6. Establish positive expectations.
If getting software released is important to you, don't keep it a secret. Our teams improved their commitment to deliver the software release when they knew it was important.
We backed up this importance by establishing that the designated release manager would expect the software to be ready when the teams agreed it would be ready. We got the program manager (who effectively was our customer) to explain to the teams why the release was important. (Ultimately it boiled down to losing millions of pounds!)
We requested that the software delivered by the engineering teams conform to a standard (versioned, tested, documented, and packaged); we established that we would request this standard package for every release cycle. We needed to explain why we wanted the software in this way (it made our automated process easier and more consistent) and we integrated the team's feedback into the process.
Establishing positive expectations is a really good way to empower everyone involved in the process. We were not given any executive authority, so there was no fear of sanction or sacking. Instead, we tapped into the power of positive expectation to get people on board to help us improve the release process. We had individuals making key decisions (which they never felt able to make before) because "Mike and Tym need this software by Thursday and we said we would deliver it."
7. Invest in people.
No matter how much you spend on hardware, software, and fancy processes, without the commitment of team members you will not enjoy sustainable success in releasing your software. Heck, you may not even end up with any software to release!
You probably thought we were going to talk about getting the right people and rewarding them well or that we would harp on the tools and skills teams need to do their jobs. The truth is that you know you should get the right people for your teams (the definition of "right" is different from business to business), you should reward them adequately for the value they deliver and yes, you should ensure they have the tools and skills they need.

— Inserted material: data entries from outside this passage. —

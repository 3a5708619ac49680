use sea_orm::DatabaseConnection;

use crate::{
    model::auth::LoginDto,
    server::{
        data::user::UserRepository,
        error::{auth::AuthError, AppError},
        model::user::User,
        service::password,
    },
};

/// Credential verification for the student login endpoint.
pub struct AuthService<'a> {
    db: &'a DatabaseConnection,
}

impl<'a> AuthService<'a> {
    pub fn new(db: &'a DatabaseConnection) -> Self {
        Self { db }
    }

    /// Verifies a username/password pair and returns the identity.
    ///
    /// Unknown usernames and wrong passwords produce the same
    /// invalid-credentials error so the endpoint does not reveal which
    /// accounts exist. Accounts without the student role are rejected even
    /// with correct credentials.
    ///
    /// # Returns
    /// - `Ok(User)` - Verified student identity
    /// - `Err(AppError::AuthErr(_))` - Unknown user, bad password, or not a
    ///   student account
    pub async fn login(&self, dto: LoginDto) -> Result<User, AppError> {
        let repo = UserRepository::new(self.db);

        let Some(user) = repo.find_by_username(&dto.username).await? else {
            return Err(AuthError::InvalidCredentials(dto.username).into());
        };

        if !password::verify(&dto.password, &user.password_hash) {
            return Err(AuthError::InvalidCredentials(dto.username).into());
        }

        if !user.is_student {
            return Err(AuthError::NotAStudent(dto.username).into());
        }

        Ok(User::from_entity(user))
    }
}
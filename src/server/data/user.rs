//! Identity data repository.

use chrono::Utc;
use sea_orm::{ActiveValue, ColumnTrait, ConnectionTrait, DbErr, EntityTrait, QueryFilter};

use crate::server::model::user::{CreateUserParams, User};

/// Repository providing database operations for identities.
pub struct UserRepository<'a, C> {
    db: &'a C,
}

impl<'a, C: ConnectionTrait> UserRepository<'a, C> {
    pub fn new(db: &'a C) -> Self {
        Self { db }
    }

    /// Inserts a new identity.
    ///
    /// # Arguments
    /// - `params` - Identity fields with the password already hashed
    ///
    /// # Returns
    /// - `Ok(User)` - The created identity
    /// - `Err(DbErr)` - Database error, including unique violations on
    ///   username or email
    pub async fn create(&self, params: CreateUserParams) -> Result<User, DbErr> {
        let entity = entity::prelude::User::insert(entity::user::ActiveModel {
            username: ActiveValue::Set(params.username),
            email: ActiveValue::Set(params.email),
            password_hash: ActiveValue::Set(params.password_hash),
            is_admin: ActiveValue::Set(params.is_admin),
            is_student: ActiveValue::Set(params.is_student),
            created_at: ActiveValue::Set(Utc::now()),
            ..Default::default()
        })
        .exec_with_returning(self.db)
        .await?;

        Ok(User::from_entity(entity))
    }

    /// Finds an identity by its primary key.
    pub async fn find_by_id(&self, user_id: i32) -> Result<Option<User>, DbErr> {
        let entity = entity::prelude::User::find_by_id(user_id).one(self.db).await?;

        Ok(entity.map(User::from_entity))
    }

    /// Finds an identity by username, returning the raw entity.
    ///
    /// Returns the entity model rather than the domain model because the
    /// login flow needs the stored credential hash for verification; the
    /// hash never travels further than the auth service.
    pub async fn find_by_username(
        &self,
        username: &str,
    ) -> Result<Option<entity::user::Model>, DbErr> {
        entity::prelude::User::find()
            .filter(entity::user::Column::Username.eq(username))
            .one(self.db)
            .await
    }
}
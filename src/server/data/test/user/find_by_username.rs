use super::*;

/// Tests the login lookup.
///
/// The entity is returned raw because the auth service verifies the stored
/// credential hash.
///
/// Expected: Ok(Some) carrying the password hash
#[tokio::test]
async fn finds_entity_with_credential_hash() -> Result<(), DbErr> {
    let test = TestBuilder::new()
        .with_table(entity::prelude::User)
        .build()
        .await
        .unwrap();
    let db = test.db.as_ref().unwrap();

    UserFactory::new(db)
        .username("ET042")
        .password_hash("stored-hash")
        .build()
        .await?;

    let repo = UserRepository::new(db);
    let user = repo.find_by_username("ET042").await?;

    assert!(user.is_some());
    assert_eq!(user.unwrap().password_hash, "stored-hash");

    Ok(())
}

/// Expected: Ok(None) for an unknown username
#[tokio::test]
async fn returns_none_for_unknown_username() -> Result<(), DbErr> {
    let test = TestBuilder::new()
        .with_table(entity::prelude::User)
        .build()
        .await
        .unwrap();
    let db = test.db.as_ref().unwrap();

    let repo = UserRepository::new(db);

    assert!(repo.find_by_username("GHOST").await?.is_none());

    Ok(())
}
use super::*;

/// Tests the confirmation check.
///
/// Expected: Err(PasswordMismatch) and nothing persisted
#[tokio::test]
async fn rejects_mismatched_confirmation() -> Result<(), DbErr> {
    let test = TestBuilder::new()
        .with_reservation_tables()
        .build()
        .await
        .unwrap();
    let db = test.db.as_ref().unwrap();

    MatriculationFactory::new(db).code("ET001").build().await?;

    let mut dto = signup_dto("ET001", "et001@example.com");
    dto.password_confirm = "different".to_string();

    let result = SignupService::new(db).signup(dto).await;

    assert!(matches!(
        result,
        Err(AppError::SignupErr(SignupError::PasswordMismatch))
    ));

    assert_eq!(entity::prelude::User::find().count(db).await?, 0);

    Ok(())
}
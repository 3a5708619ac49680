use super::*;

/// Tests the guard with no user in the session.
///
/// Expected: Err(NotAuthenticated)
#[tokio::test]
async fn rejects_anonymous_caller() -> Result<(), DbErr> {
    let mut test = TestBuilder::new()
        .with_table(entity::prelude::User)
        .build()
        .await
        .unwrap();
    let (db, session) = test.db_and_session().await.unwrap();

    let result = AuthGuard::new(db, session).require(&[]).await;

    assert!(matches!(
        result,
        Err(AppError::AuthErr(AuthError::NotAuthenticated))
    ));

    Ok(())
}

/// Tests the guard with a logged-in user and no extra requirements.
///
/// Expected: Ok with the session's user
#[tokio::test]
async fn resolves_session_user() -> Result<(), DbErr> {
    let mut test = TestBuilder::new()
        .with_table(entity::prelude::User)
        .build()
        .await
        .unwrap();
    let (db, session) = test.db_and_session().await.unwrap();

    let user = UserFactory::new(db).build().await?;
    AuthSession::new(session).set_user_id(user.id).await.unwrap();

    let resolved = AuthGuard::new(db, session).require(&[]).await.unwrap();

    assert_eq!(resolved.id, user.id);
    assert_eq!(resolved.username, user.username);

    Ok(())
}

/// Tests the admin permission on a student account.
///
/// Expected: Err(AccessDenied)
#[tokio::test]
async fn denies_admin_permission_to_student() -> Result<(), DbErr> {
    let mut test = TestBuilder::new()
        .with_table(entity::prelude::User)
        .build()
        .await
        .unwrap();
    let (db, session) = test.db_and_session().await.unwrap();

    let user = UserFactory::new(db).build().await?;
    AuthSession::new(session).set_user_id(user.id).await.unwrap();

    let result = AuthGuard::new(db, session)
        .require(&[Permission::Admin])
        .await;

    assert!(matches!(
        result,
        Err(AppError::AuthErr(AuthError::AccessDenied(_, _)))
    ));

    Ok(())
}

/// Tests student resolution for an identity without a profile.
///
/// Expected: Err(StudentProfileMissing)
#[tokio::test]
async fn require_student_needs_a_profile() -> Result<(), DbErr> {
    let mut test = TestBuilder::new()
        .with_table(entity::prelude::User)
        .with_table(entity::prelude::Student)
        .build()
        .await
        .unwrap();
    let (db, session) = test.db_and_session().await.unwrap();

    let user = UserFactory::new(db).build().await?;
    AuthSession::new(session).set_user_id(user.id).await.unwrap();

    let result = AuthGuard::new(db, session).require_student().await;

    assert!(matches!(
        result,
        Err(AppError::AuthErr(AuthError::StudentProfileMissing(_)))
    ));

    Ok(())
}

/// Tests the full student resolution.
///
/// Expected: Ok with the identity and its profile
#[tokio::test]
async fn require_student_returns_profile() -> Result<(), DbErr> {
    let mut test = TestBuilder::new()
        .with_table(entity::prelude::User)
        .with_table(entity::prelude::Student)
        .build()
        .await
        .unwrap();
    let (db, session) = test.db_and_session().await.unwrap();

    let user = UserFactory::new(db).build().await?;
    let profile = StudentFactory::new(db, user.id).build().await?;
    AuthSession::new(session).set_user_id(user.id).await.unwrap();

    let (resolved, student) = AuthGuard::new(db, session).require_student().await.unwrap();

    assert_eq!(resolved.id, user.id);
    assert_eq!(student.id, profile.id);
    assert_eq!(student.user_id, user.id);

    Ok(())
}
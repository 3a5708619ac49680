use sea_orm::entity::prelude::*;

#[derive(Clone, Debug, PartialEq, Eq, DeriveEntityModel)]
#[sea_orm(table_name = "room")]
pub struct Model {
    #[sea_orm(primary_key)]
    pub id: i32,
    pub building: String,
    pub floor: String,
    #[sea_orm(column_type = "Text")]
    pub description: String,
    #[sea_orm(column_type = "Decimal(Some((10, 2)))")]
    pub price: Decimal,
    pub status: String,
}

#[derive(Copy, Clone, Debug, EnumIter, DeriveRelation)]
pub enum Relation {
    #[sea_orm(has_many = "super::reservation::Entity")]
    Reservation,
}

impl Related<super::reservation::Entity> for Entity {
    fn to() -> RelationDef {
        Relation::Reservation.def()
    }
}

impl ActiveModelBehavior for ActiveModel {}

Our basic assumption is that people are inherently interested in doing good work. If you want the people in your teams to care about your product and about doing a good job, you have to first demonstrate that you care about what is important to them. From the outset of the project, we formed an excellent rapport with everyone on the teams, based on mutual respect and understanding. We demonstrated that we were flexible about personal challenges and we did whatever we could to help. Whether this was buying lunch, fetching drinks, organizing training and advice, listening to problems, or playing devil's advocate, we did whatever was needed to make each person feel valued as a critical part of the process.

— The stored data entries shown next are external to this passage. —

use crate::{
    model::{reservation::ReservationStatus, student::AcademicLevel},
    server::{data::reservation::ReservationRepository, model::reservation::CreateReservationParams},
};
use chrono::NaiveDate;
use sea_orm::DbErr;
use test_utils::{
    builder::TestBuilder,
    factory::{self, reservation::ReservationFactory, room::RoomFactory},
};

mod advance_to_paid_if_pending;
mod has_pending;
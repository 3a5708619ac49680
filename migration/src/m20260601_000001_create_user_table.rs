use sea_orm_migration::{prelude::*, schema::*};

#[derive(DeriveMigrationName)]
pub struct Migration;

#[async_trait::async_trait]
impl MigrationTrait for Migration {
    async fn up(&self, manager: &SchemaManager) -> Result<(), DbErr> {
        manager
            .create_table(
                Table::create()
                    .table(User::Table)
                    .if_not_exists()
                    .col(pk_auto(User::Id))
                    .col(string_uniq(User::Username))
                    .col(string_uniq(User::Email))
                    .col(string(User::PasswordHash))
                    .col(boolean(User::IsAdmin).default(false))
                    .col(boolean(User::IsStudent).default(false))
                    .col(
                        timestamp(User::CreatedAt)
                            .default(Expr::current_timestamp())
                            .not_null(),
                    )
                    .to_owned(),
            )
            .await
    }

    async fn down(&self, manager: &SchemaManager) -> Result<(), DbErr> {
        manager
            .drop_table(Table::drop().table(User::Table).to_owned())
            .await
    }
}

#[derive(DeriveIden)]
pub enum User {
    Table,
    Id,
    Username,
    Email,
    PasswordHash,
    IsAdmin,
    IsStudent,
    CreatedAt,
}
use axum::{extract::State, http::StatusCode, response::IntoResponse, Json};
use tower_sessions::Session;

use crate::{
    model::student::UpdateStudentDto,
    server::{
        error::AppError,
        middleware::auth::{AuthGuard, Permission},
        model::student::UpdateStudentParams,
        service::student::StudentService,
        state::AppState,
    },
};

/// GET /api/profile - The caller's student profile
pub async fn get_profile(
    State(state): State<AppState>,
    session: Session,
) -> Result<impl IntoResponse, AppError> {
    let user = AuthGuard::new(&state.db, &session)
        .require(&[Permission::Student])
        .await?;

    let profile = StudentService::new(&state.db).profile_for(&user).await?;

    Ok((StatusCode::OK, Json(profile)))
}

/// PUT /api/profile - Partially update the caller's student profile
///
/// The matriculation code and login identity cannot be changed here;
/// omitted fields keep their stored values.
pub async fn update_profile(
    State(state): State<AppState>,
    session: Session,
    Json(dto): Json<UpdateStudentDto>,
) -> Result<impl IntoResponse, AppError> {
    let user = AuthGuard::new(&state.db, &session)
        .require(&[Permission::Student])
        .await?;

    let params = UpdateStudentParams {
        last_name: dto.last_name,
        first_name: dto.first_name,
        major: dto.major,
        level: dto.level,
        phone: dto.phone,
    };

    let profile = StudentService::new(&state.db)
        .update_profile(&user, params)
        .await?;

    Ok((StatusCode::OK, Json(profile)))
}
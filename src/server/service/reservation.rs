use chrono::Utc;
use sea_orm::{DatabaseConnection, TransactionTrait};

use crate::{
    model::reservation::{CreateReservationDto, ReservationDto},
    server::{
        data::{reservation::ReservationRepository, room::RoomRepository},
        error::{reservation::ReservationError, AppError},
        model::{reservation::CreateReservationParams, student::Student},
    },
};

/// Reservation engine: validation, room claiming and lifecycle transitions.
pub struct ReservationService<'a> {
    db: &'a DatabaseConnection,
}

impl<'a> ReservationService<'a> {
    pub fn new(db: &'a DatabaseConnection) -> Self {
        Self { db }
    }

    /// Gets the student's reservations with their derived payment deadlines.
    pub async fn list_for(&self, student: &Student) -> Result<Vec<ReservationDto>, AppError> {
        let reservations = ReservationRepository::new(self.db)
            .get_for_student(student.id)
            .await?;

        Ok(reservations
            .into_iter()
            .map(|r| r.into_dto(student.level, student.matriculation_code.clone()))
            .collect())
    }

    /// Creates a reservation for the student.
    ///
    /// A student may hold at most one pending reservation, the move-in date
    /// must not lie in the past (date-only comparison) and the room must be
    /// available at claim time. The room claim and the reservation insert
    /// share one transaction: the claim is a conditional status flip, so a
    /// concurrent creation for the same room leaves exactly one winner and
    /// the loser sees `RoomUnavailable`; a failed insert rolls the claim
    /// back.
    ///
    /// # Returns
    /// - `Ok(ReservationDto)` - The created reservation, status already
    ///   derived from the move-in month
    /// - `Err(ReservationError::DuplicatePending)` - A pending reservation
    ///   exists
    /// - `Err(ReservationError::PastDate)` - Move-in date before today
    /// - `Err(ReservationError::RoomUnavailable)` - Room absent or taken
    pub async fn create(
        &self,
        student: &Student,
        dto: CreateReservationDto,
    ) -> Result<ReservationDto, AppError> {
        let repo = ReservationRepository::new(self.db);

        if repo.has_pending(student.id).await? {
            return Err(ReservationError::DuplicatePending(student.id).into());
        }

        let today = Utc::now().date_naive();
        if dto.move_in_date < today {
            return Err(ReservationError::PastDate(dto.move_in_date).into());
        }

        let txn = self.db.begin().await?;

        let claimed = RoomRepository::new(&txn)
            .claim_if_available(dto.room_id)
            .await?;
        if !claimed {
            txn.rollback().await?;
            return Err(ReservationError::RoomUnavailable(dto.room_id).into());
        }

        let reservation = ReservationRepository::new(&txn)
            .create(CreateReservationParams {
                student_id: student.id,
                room_id: dto.room_id,
                target_level: dto.target_level,
                move_in_date: dto.move_in_date,
            })
            .await?;

        txn.commit().await?;

        Ok(reservation.into_dto(student.level, student.matriculation_code.clone()))
    }

    /// Cancels a reservation and releases its room. Admin operation.
    ///
    /// Only pending or confirmed reservations can be cancelled; paid and
    /// already-cancelled ones are terminal. The status write and the room
    /// release share one transaction.
    ///
    /// # Returns
    /// - `Ok(())` - Cancelled, room available again
    /// - `Err(AppError::NotFound)` - No reservation with that id
    /// - `Err(ReservationError::NotCancellable)` - Terminal status
    pub async fn cancel(&self, id: i32) -> Result<(), AppError> {
        let Some(reservation) = ReservationRepository::new(self.db).find_by_id(id).await? else {
            return Err(AppError::NotFound("Reservation not found.".to_string()));
        };

        let txn = self.db.begin().await?;

        let cancelled = ReservationRepository::new(&txn).cancel_if_open(id).await?;
        if !cancelled {
            txn.rollback().await?;
            return Err(ReservationError::NotCancellable(id).into());
        }

        RoomRepository::new(&txn)
            .release_if_occupied(reservation.room_id)
            .await?;

        txn.commit().await?;

        Ok(())
    }
}
//! HTTP request handlers.
//!
//! Controllers resolve authentication through the guard, convert DTOs to
//! parameter types, delegate to the service layer and shape the HTTP
//! response. No business rules live here.

pub mod auth;
pub mod matriculation;
pub mod payment;
pub mod profile;
pub mod reservation;
pub mod room;
use serde::{Deserialize, Serialize};

use super::student::{AcademicLevel, Major};

#[derive(Serialize, Deserialize, Clone)]
pub struct SignupDto {
    pub matriculation_code: String,
    pub email: String,
    pub password: String,
    pub password_confirm: String,
    pub last_name: String,
    pub first_name: String,
    pub major: Major,
    pub level: AcademicLevel,
    pub phone: Option<String>,
}

#[derive(Serialize, Deserialize, Clone)]
pub struct LoginDto {
    /// The matriculation code doubles as the login identifier.
    pub username: String,
    pub password: String,
}

#[derive(Serialize, Deserialize, Clone)]
pub struct AuthUserDto {
    pub id: i32,
    pub username: String,
    pub email: String,
    pub is_admin: bool,
    pub is_student: bool,
}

When we came to the project we found a general sense of apathy. Some longer-term permanent employees were simply waiting for the redundancy package; others were never asked to do anything because they had never done anything right. It took a lot of relationship-building investment of time and positive affirmation to get many people back to a point where they cared about delivering personal value to the process.

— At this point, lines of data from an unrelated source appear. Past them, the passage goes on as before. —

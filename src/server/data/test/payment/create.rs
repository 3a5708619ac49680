use super::*;

/// Tests the first-save defaulting rule.
///
/// Whatever the caller intended, the stored record carries the reservation's
/// move-in date and a paid status; the parameter type has no fields to say
/// otherwise.
///
/// Expected: Ok with date forced to move-in and status forced to paid
#[tokio::test]
async fn forces_date_and_status_on_first_save() -> Result<(), DbErr> {
    let test = TestBuilder::new()
        .with_payment_tables()
        .build()
        .await
        .unwrap();
    let db = test.db.as_ref().unwrap();

    let (_user, student, room) = factory::helpers::create_reservation_dependencies(db).await?;
    let move_in = NaiveDate::from_ymd_opt(2027, 2, 1).unwrap();
    let reservation = ReservationFactory::new(db, student.id, room.id)
        .move_in_date(move_in)
        .build()
        .await?;

    let repo = PaymentRepository::new(db);
    let payment = repo
        .create(
            CreatePaymentParams {
                reservation_id: reservation.id,
                amount: Decimal::from(150_000),
                payment_type: PaymentType::Monthly,
            },
            reservation.move_in_date,
        )
        .await
        .unwrap();

    assert_eq!(payment.payment_date, move_in);
    assert_eq!(payment.status, PaymentStatus::Paid);
    assert_eq!(payment.amount, Decimal::from(150_000));
    assert_eq!(payment.payment_type, PaymentType::Monthly);

    Ok(())
}

/// Tests the foreign key on the reservation reference.
///
/// Expected: Err(DbErr) for a nonexistent reservation
#[tokio::test]
async fn fails_for_nonexistent_reservation() -> Result<(), DbErr> {
    let test = TestBuilder::new()
        .with_payment_tables()
        .build()
        .await
        .unwrap();
    let db = test.db.as_ref().unwrap();

    let repo = PaymentRepository::new(db);
    let result = repo
        .create(
            CreatePaymentParams {
                reservation_id: 424242,
                amount: Decimal::from(150_000),
                payment_type: PaymentType::Annual,
            },
            NaiveDate::from_ymd_opt(2027, 2, 1).unwrap(),
        )
        .await;

    assert!(result.is_err());

    Ok(())
}
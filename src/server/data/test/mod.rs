mod reservation;
mod student;
mod user;
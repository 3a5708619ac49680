use sea_orm_migration::{prelude::*, schema::*};

use super::m20260601_000005_create_reservation_table::Reservation;

#[derive(DeriveMigrationName)]
pub struct Migration;

#[async_trait::async_trait]
impl MigrationTrait for Migration {
    async fn up(&self, manager: &SchemaManager) -> Result<(), DbErr> {
        manager
            .create_table(
                Table::create()
                    .table(Payment::Table)
                    .if_not_exists()
                    .col(pk_auto(Payment::Id))
                    .col(integer(Payment::ReservationId))
                    .col(decimal_len(Payment::Amount, 10, 2))
                    .col(string(Payment::PaymentType))
                    .col(date(Payment::PaymentDate))
                    .col(string(Payment::Status))
                    .foreign_key(
                        ForeignKey::create()
                            .name("fk_payment_reservation_id")
                            .from(Payment::Table, Payment::ReservationId)
                            .to(Reservation::Table, Reservation::Id)
                            .on_delete(ForeignKeyAction::Cascade)
                            .on_update(ForeignKeyAction::Cascade),
                    )
                    .to_owned(),
            )
            .await
    }

    async fn down(&self, manager: &SchemaManager) -> Result<(), DbErr> {
        manager
            .drop_table(Table::drop().table(Payment::Table).to_owned())
            .await
    }
}

#[derive(DeriveIden)]
pub enum Payment {
    Table,
    Id,
    ReservationId,
    Amount,
    PaymentType,
    PaymentDate,
    Status,
}
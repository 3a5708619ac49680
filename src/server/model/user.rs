use chrono::{DateTime, Utc};

use crate::model::auth::AuthUserDto;

/// Application identity with role flags.
///
/// Students authenticate with their matriculation code as username; admin
/// accounts are provisioned out-of-band.
#[derive(Debug, Clone, PartialEq)]
pub struct User {
    pub id: i32,
    pub username: String,
    pub email: String,
    pub is_admin: bool,
    pub is_student: bool,
    pub created_at: DateTime<Utc>,
}

impl User {
    pub fn from_entity(entity: entity::user::Model) -> Self {
        Self {
            id: entity.id,
            username: entity.username,
            email: entity.email,
            is_admin: entity.is_admin,
            is_student: entity.is_student,
            created_at: entity.created_at,
        }
    }

    pub fn into_dto(self) -> AuthUserDto {
        AuthUserDto {
            id: self.id,
            username: self.username,
            email: self.email,
            is_admin: self.is_admin,
            is_student: self.is_student,
        }
    }
}

/// Parameters for creating an identity during signup.
///
/// The password arrives already hashed; hashing happens in the signup
/// service before any database work starts.
#[derive(Debug, Clone)]
pub struct CreateUserParams {
    pub username: String,
    pub email: String,
    pub password_hash: String,
    pub is_admin: bool,
    pub is_student: bool,
}
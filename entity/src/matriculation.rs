use sea_orm::entity::prelude::*;

#[derive(Clone, Debug, PartialEq, Eq, DeriveEntityModel)]
#[sea_orm(table_name = "matriculation")]
pub struct Model {
    #[sea_orm(primary_key)]
    pub id: i32,
    #[sea_orm(unique)]
    pub code: String,
    pub used: bool,
}

#[derive(Copy, Clone, Debug, EnumIter, DeriveRelation)]
pub enum Relation {}

impl ActiveModelBehavior for ActiveModel {}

Release management is a really important part of any software project and is not often given the attention it deserves. There are lots of other great hints, tips, and observations we can share about our experience of straightening out the release process of this medium-size telecom enterprise. But these are the seven most important for us in this particular case, though we suspect that they are pretty good ideas for any case.
Good release management takes hard work, resolve, and great communication; however, the greatest skill is the ability to review, learn, and adapt improvements.